(Saved entries)
|---|
//! Read-only queries over the shared engine
//!
//! Every query takes the read lock, so it never observes a block that is
//! halfway applied.

use std::sync::Arc;
use tokio::sync::RwLock;

use crate::domain::models::{
    Balance, BlockTip, Crowdsale, CrowdsaleParticipation, DexOffer, FeatureActivation, Property,
    PropertyId, StoReceipt, TransactionRecord,
};

use super::engine::ConsensusEngine;

pub type SharedEngine = Arc<RwLock<ConsensusEngine>>;

/// A crowdsale with its recorded contributions
#[derive(Debug, Clone, PartialEq, Eq)]
pub struct CrowdsaleView {
    pub sale: Crowdsale,
    pub participations: Vec<CrowdsaleParticipation>,
}

/// A crowdsale together with the sale property and the property it accepts
#[derive(Debug, Clone, PartialEq, Eq)]
pub struct CrowdsaleListing {
    pub view: CrowdsaleView,
    pub property: Property,
    pub desired: Property,
}

/// Engine-wide counters
#[derive(Debug, Clone, PartialEq, Eq)]
pub struct EngineStatus {
    pub tip: Option<BlockTip>,
    pub property_count: usize,
    pub active_offers: usize,
    pub active_crowdsales: usize,
    pub pending_activations: usize,
    pub transaction_count: usize,
}

#[derive(Debug, Clone)]
pub struct EngineQueries {
    engine: SharedEngine,
}

impl EngineQueries {
    pub fn new(engine: SharedEngine) -> Self {
        Self { engine }
    }

    pub fn engine(&self) -> &SharedEngine {
        &self.engine
    }

    pub async fn balance_of(&self, address: &str, property: PropertyId) -> Balance {
        self.engine.read().await.state().ledger.balance(address, property)
    }

    /// All non-empty balances of an address with their property
    pub async fn balances_for(&self, address: &str) -> Vec<(Property, Balance)> {
        let engine = self.engine.read().await;
        let state = engine.state();
        state
            .ledger
            .balances_of(address)
            .into_iter()
            .filter_map(|(id, balance)| state.registry.get(id).map(|p| (p.clone(), balance)))
            .collect()
    }

    pub async fn property_info(&self, id: PropertyId) -> Option<Property> {
        self.engine.read().await.state().registry.get(id).cloned()
    }

    pub async fn list_properties(&self) -> Vec<Property> {
        self.engine
            .read()
            .await
            .state()
            .registry
            .list()
            .cloned()
            .collect()
    }

    /// Crowdsale by its sale property, including closed ones
    pub async fn crowdsale_info(&self, id: PropertyId) -> Option<CrowdsaleView> {
        let engine = self.engine.read().await;
        let crowdsales = &engine.state().crowdsales;
        crowdsales.get(id).map(|sale| CrowdsaleView {
            sale: sale.clone(),
            participations: crowdsales.participations(id).to_vec(),
        })
    }

    pub async fn active_crowdsales(&self) -> Vec<Crowdsale> {
        self.engine
            .read()
            .await
            .state()
            .crowdsales
            .active()
            .cloned()
            .collect()
    }

    pub async fn active_offers(&self) -> Vec<DexOffer> {
        self.engine
            .read()
            .await
            .state()
            .dex
            .active()
            .into_iter()
            .cloned()
            .collect()
    }

    pub async fn transaction_info(&self, txid: &str) -> Option<TransactionRecord> {
        self.engine.read().await.record(txid).cloned()
    }

    pub async fn sto_info(&self, txid: &str) -> Option<StoReceipt> {
        self.engine
            .read()
            .await
            .state()
            .sto_receipts
            .get(txid)
            .cloned()
    }

    /// Pending and completed feature activations
    pub async fn activations(&self) -> Vec<FeatureActivation> {
        self.engine
            .read()
            .await
            .state()
            .activations
            .all()
            .into_iter()
            .cloned()
            .collect()
    }

    /// Balance of an address together with its property, or `None` for an
    /// unknown property
    pub async fn property_balance(
        &self,
        address: &str,
        id: PropertyId,
    ) -> Option<(Property, Balance)> {
        let engine = self.engine.read().await;
        let state = engine.state();
        let property = state.registry.get(id)?.clone();
        Some((property, state.ledger.balance(address, id)))
    }

    pub async fn crowdsale_listing(&self, id: PropertyId) -> Option<CrowdsaleListing> {
        let engine = self.engine.read().await;
        let state = engine.state();
        let sale = state.crowdsales.get(id)?;
        Some(CrowdsaleListing {
            property: state.registry.get(sale.property_id)?.clone(),
            desired: state.registry.get(sale.desired_property)?.clone(),
            view: CrowdsaleView {
                sale: sale.clone(),
                participations: state.crowdsales.participations(id).to_vec(),
            },
        })
    }

    pub async fn active_crowdsale_listings(&self) -> Vec<CrowdsaleListing> {
        let engine = self.engine.read().await;
        let state = engine.state();
        state
            .crowdsales
            .active()
            .filter_map(|sale| {
                Some(CrowdsaleListing {
                    property: state.registry.get(sale.property_id)?.clone(),
                    desired: state.registry.get(sale.desired_property)?.clone(),
                    view: CrowdsaleView {
                        sale: sale.clone(),
                        participations: state.crowdsales.participations(sale.property_id).to_vec(),
                    },
                })
            })
            .collect()
    }

    /// Active offers paired with the divisibility of the offered property
    pub async fn offers_with_divisibility(&self) -> Vec<(DexOffer, bool)> {
        let engine = self.engine.read().await;
        let state = engine.state();
        state
            .dex
            .active()
            .into_iter()
            .map(|offer| (offer.clone(), state.registry.is_divisible(offer.property_id)))
            .collect()
    }

    /// Transaction record with the divisibility of the property its amount
    /// is denominated in, when that property exists
    pub async fn transaction_with_divisibility(
        &self,
        txid: &str,
    ) -> Option<(TransactionRecord, Option<bool>)> {
        let engine = self.engine.read().await;
        let record = engine.record(txid)?.clone();
        let amount_property = record.details.created_property.or_else(|| {
            record
                .payload
                .as_ref()
                .map(|payload| payload.primary_property())
        });
        let divisible = amount_property
            .and_then(|id| engine.state().registry.get(id))
            .map(|property| property.divisible);
        Some((record, divisible))
    }

    pub async fn sto_with_divisibility(&self, txid: &str) -> Option<(StoReceipt, bool)> {
        let engine = self.engine.read().await;
        let state = engine.state();
        let receipt = state.sto_receipts.get(txid)?.clone();
        let divisible = state.registry.get(receipt.property_id)?.divisible;
        Some((receipt, divisible))
    }

    pub async fn tip(&self) -> Option<BlockTip> {
        self.engine.read().await.tip().cloned()
    }

    pub async fn status(&self) -> EngineStatus {
        let engine = self.engine.read().await;
        let state = engine.state();
        EngineStatus {
            tip: engine.tip().cloned(),
            property_count: state.registry.list().count(),
            active_offers: state.dex.active().len(),
            active_crowdsales: state.crowdsales.active().count(),
            pending_activations: state.activations.pending().len(),
            transaction_count: engine.records().count(),
        }
    }
}

#[cfg(test)]
mod tests {
    use super::*;
    use crate::config::{ConsensusParams, EngineConfig, GenesisAllocation, Network};

    fn queries() -> EngineQueries {
        let config = EngineConfig {
            genesis_allocations: vec![GenesisAllocation {
                address: "alice".to_string(),
                property: 2,
                amount: 50,
            }],
            ..EngineConfig::default()
        };
        let engine = ConsensusEngine::new(ConsensusParams::for_network(Network::Regtest), config);
        EngineQueries::new(Arc::new(RwLock::new(engine)))
    }

    #[tokio::test]
    async fn test_balance_queries() {
        let queries = queries();
        assert_eq!(queries.balance_of("alice", 2).await.available, 50);
        assert_eq!(queries.balance_of("bob", 2).await, Balance::default());

        let balances = queries.balances_for("alice").await;
        assert_eq!(balances.len(), 1);
        assert_eq!(balances[0].0.id, 2);
    }

    #[tokio::test]
    async fn test_status_and_lookups() {
        let queries = queries();
        let status = queries.status().await;
        assert_eq!(status.property_count, 2);
        assert!(status.tip.is_none());
        assert!(queries.property_info(3).await.is_none());
        assert!(queries.crowdsale_info(3).await.is_none());
        assert!(queries.transaction_info("missing").await.is_none());
        assert!(queries.activations().await.is_empty());
    }

    #[tokio::test]
    async fn test_composed_lookups() {
        let queries = queries();
        let (property, balance) = queries.property_balance("alice", 2).await.unwrap();
        assert_eq!(property.id, 2);
        assert_eq!(balance.available, 50);
        assert!(queries.property_balance("alice", 9).await.is_none());

        assert!(queries.crowdsale_listing(3).await.is_none());
        assert!(queries.active_crowdsale_listings().await.is_empty());
        assert!(queries.offers_with_divisibility().await.is_empty());
        assert!(queries.transaction_with_divisibility("missing").await.is_none());
        assert!(queries.sto_with_divisibility("missing").await.is_none());
    }
}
|---|
Task item: Out of the preceding entries, pull each line that contains the word "SharedEngine".

Solution to this problem:
pub type SharedEngine = Arc<RwLock<ConsensusEngine>>;
    engine: SharedEngine,
    pub fn new(engine: SharedEngine) -> Self {
    pub fn engine(&self) -> &SharedEngine {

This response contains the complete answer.